Aunque Álvaro parecía tranquilo cuando recordaba el pasado, podía percibir la tristeza y el odio en su tono.
«Más tarde, mi tío me llevó a estudiar a otra ciudad y trabajé duro para construir mi carrera. El odio fue el combustible que me impulsó a seguir adelante. Quería triunfar algún día y vengarme». Sonrió con amargura. «De hecho, vine a verte antes de irme de Sousen. Salías del callejón con tu mochila. Aunque habías sufrido una desgracia, parecía que alguien te ayudaba en secreto. Aún podías estudiar en la antigua escuela. Tenías muchas responsabilidades, como yo, pero eras una chica. Ambos perdimos a nuestros padres, pero nuestros viajes fueron diferentes. El odio era la emoción más fuerte que sentía. Me hizo seguir adelante».
Si hubiera sabido la verdad entonces, yo también habría llevado el odio en mi corazón.
«No sé cómo tu padre tuvo un accidente ese día. Pero mi intuición me dice que tiene algo que ver con la Familia Sullivan. ¿Estoy en lo cierto?» Me mordí el labio y no dije nada.
Efectivamente, todo era culpa de ellos. Unos días después, recibimos la noticia de que James estaba gravemente enfermo. Aaron lo había llevado al Hospital Wonder.
Cuando llegamos a su sala, tenía los ojos abiertos. Había mucha gente alrededor de su cama. Gifford, Belinda, Derek, Aaron e incluso el director y los médicos del Wonder Hospital estaban presentes.
James solía ser el director del hospital, y muchos antiguos médicos lo conocían. Todos querían verle en sus últimos días. James no pronunció palabra. Miró en silencio a su familia y amigos con lágrimas en los ojos. Sentí que, aunque al anciano no le importaban ni la vida ni la muerte, parecía que aún no estaba preparado para separarse de su familia. Se me formó un nudo en la garganta al observarlo.

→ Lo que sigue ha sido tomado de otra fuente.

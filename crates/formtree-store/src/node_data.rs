//! Runtime records kept per node and per page.

use formtree_layout::NodeId;
use serde::Serialize;
use serde_json::{Map, Value};
use smallvec::SmallVec;
use std::collections::{BTreeMap, BTreeSet};

/// Per-node runtime record.
#[derive(Clone, Debug, PartialEq, Serialize)]
#[serde(rename_all = "camelCase")]
pub struct NodeData {
    pub id: NodeId,
    /// Component type, as written in the layout.
    pub node_type: String,
    pub page_key: String,
    pub parent_id: Option<NodeId>,
    /// Row within the parent repeating group.
    pub row_index: Option<usize>,
    /// Explicit hidden flag. `None` leaves the decision to rules and ancestors.
    pub hidden: Option<bool>,
    pub errors: BTreeSet<String>,
    pub pagination: Option<PaginationState>,
    /// Fields contributed by plugins (`validations`, `attachments`, ...).
    pub plugins: Map<String, Value>,
}

impl NodeData {
    pub fn new(
        id: impl Into<NodeId>,
        node_type: impl Into<String>,
        page_key: impl Into<String>,
    ) -> Self {
        Self {
            id: id.into(),
            node_type: node_type.into(),
            page_key: page_key.into(),
            parent_id: None,
            row_index: None,
            hidden: None,
            errors: BTreeSet::new(),
            pagination: None,
            plugins: Map::new(),
        }
    }

    pub fn with_parent(mut self, parent: impl Into<NodeId>, row_index: Option<usize>) -> Self {
        self.parent_id = Some(parent.into());
        self.row_index = row_index;
        self
    }

    pub fn with_hidden(mut self, hidden: bool) -> Self {
        self.hidden = Some(hidden);
        self
    }

    pub fn with_pagination(mut self, rows_per_page: usize) -> Self {
        self.pagination = Some(PaginationState::new(rows_per_page));
        self
    }
}

/// Visible page of a paginated repeating group.
#[derive(Clone, Copy, Debug, PartialEq, Eq, Hash, Serialize)]
#[serde(rename_all = "camelCase")]
pub struct PaginationState {
    pub rows_per_page: usize,
    pub current_page: usize,
}

impl PaginationState {
    pub fn new(rows_per_page: usize) -> Self {
        Self {
            rows_per_page,
            current_page: 0,
        }
    }

    pub fn contains_row(&self, row_index: usize) -> bool {
        self.rows_per_page == 0 || row_index / self.rows_per_page == self.current_page
    }
}

#[derive(Clone, Debug, PartialEq, Eq, Serialize)]
#[serde(rename_all = "camelCase")]
pub struct PageData {
    pub page_key: String,
    pub hidden: bool,
    /// False when the page-order rule left this page out.
    pub in_order: bool,
    pub errors: BTreeSet<String>,
}

impl PageData {
    pub fn new(page_key: impl Into<String>) -> Self {
        Self {
            page_key: page_key.into(),
            hidden: false,
            in_order: true,
            errors: BTreeSet::new(),
        }
    }

    /// Hidden by its own rule or dropped from the page order.
    pub fn is_hidden(&self) -> bool {
        self.hidden || !self.in_order
    }
}

/// One shallow change to a node.
#[derive(Clone, Debug, PartialEq)]
pub enum NodeProp {
    Hidden(Option<bool>),
    PaginationPage(usize),
    Plugin { key: String, value: Value },
}

/// The changes [`NodeStore::set_node_props`](crate::NodeStore::set_node_props)
/// applies to one node.
#[derive(Clone, Debug, PartialEq)]
pub struct NodePropPatch {
    pub id: NodeId,
    pub props: SmallVec<[NodeProp; 2]>,
}

impl NodePropPatch {
    pub fn new(id: impl Into<NodeId>) -> Self {
        Self {
            id: id.into(),
            props: SmallVec::new(),
        }
    }

    pub fn hidden(mut self, hidden: Option<bool>) -> Self {
        self.props.push(NodeProp::Hidden(hidden));
        self
    }

    pub fn pagination_page(mut self, page: usize) -> Self {
        self.props.push(NodeProp::PaginationPage(page));
        self
    }

    pub fn plugin(mut self, key: impl Into<String>, value: Value) -> Self {
        self.props.push(NodeProp::Plugin {
            key: key.into(),
            value,
        });
        self
    }
}

#[derive(Clone, Copy, Debug, PartialEq, Eq)]
pub enum ErrorKind {
    Node,
    Page,
}

/// Why [`NodesState::hidden_reason`](crate::NodesState::hidden_reason)
/// reported a node hidden.
#[derive(Clone, Debug, PartialEq, Eq, Serialize)]
#[serde(tag = "reason", rename_all = "camelCase")]
pub enum HiddenReason {
    /// The node's page is hidden or out of order.
    Page { key: String },
    /// The node's own `hidden` flag.
    Explicit,
    /// A hidden rule matched the node.
    Rule,
    /// The parent's component type hides this child (pagination).
    Container { parent: NodeId },
    /// An ancestor is hidden for one of the reasons above.
    Inherited { from: NodeId },
}

/// Error keys per node and per page, for developer tooling.
#[derive(Clone, Debug, Default, PartialEq, Eq, Serialize)]
pub struct Diagnostics {
    pub nodes: BTreeMap<NodeId, BTreeSet<String>>,
    pub pages: BTreeMap<String, BTreeSet<String>>,
}

impl Diagnostics {
    pub fn is_empty(&self) -> bool {
        self.nodes.is_empty() && self.pages.is_empty()
    }
}

#[cfg(test)]
mod tests {
    use super::*;

    #[test]
    fn pagination_window_by_page() {
        let mut state = PaginationState::new(2);
        assert!(state.contains_row(0));
        assert!(state.contains_row(1));
        assert!(!state.contains_row(2));
        state.current_page = 1;
        assert!(!state.contains_row(1));
        assert!(state.contains_row(3));
        assert!(PaginationState::new(0).contains_row(40));
    }

    #[test]
    fn node_data_serializes_camel_case() {
        let data = NodeData::new("Name-0", "Input", "page1").with_parent("Group", Some(0));
        let json = serde_json::to_value(&data).unwrap();
        assert_eq!(json["parentId"], "Group");
        assert_eq!(json["rowIndex"], 0);
        assert_eq!(json["pageKey"], "page1");
    }
}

Finalmente, sus ojos se posaron en Dexter y Edith, entonces una pequeña sonrisa de alivio se dibujó en sus labios. Su cuerpo finalmente se relajó mientras sus ojos miraban a lo lejos. James finalmente abandonó el mundo con una sonrisa pacífica.
Sentí que por fin se había liberado del dolor y había encontrado la paz. Las lágrimas corrían por mis mejillas mientras lo observaba.
Aunque Derek y Aaron parecían tranquilos, sus ojos se habían puesto rojos. Y en ese momento, sorprendentemente, vi el dolor de la pérdida en los ojos de Gifford.
¿Era capaz de sentir dolor?
Sólo las personas con corazón podían sentir emociones, pero él era un hombre sin corazón. El tiempo no espera a nadie. James había muerto incluso antes de que su hijo pudiera compartir sus emociones y cuidar de él.
Gifford no expresó su amor cuando su padre estaba vivo y sano. No tenía sentido preocuparse por los tiempos perdidos cuando su padre ya estaba muerto.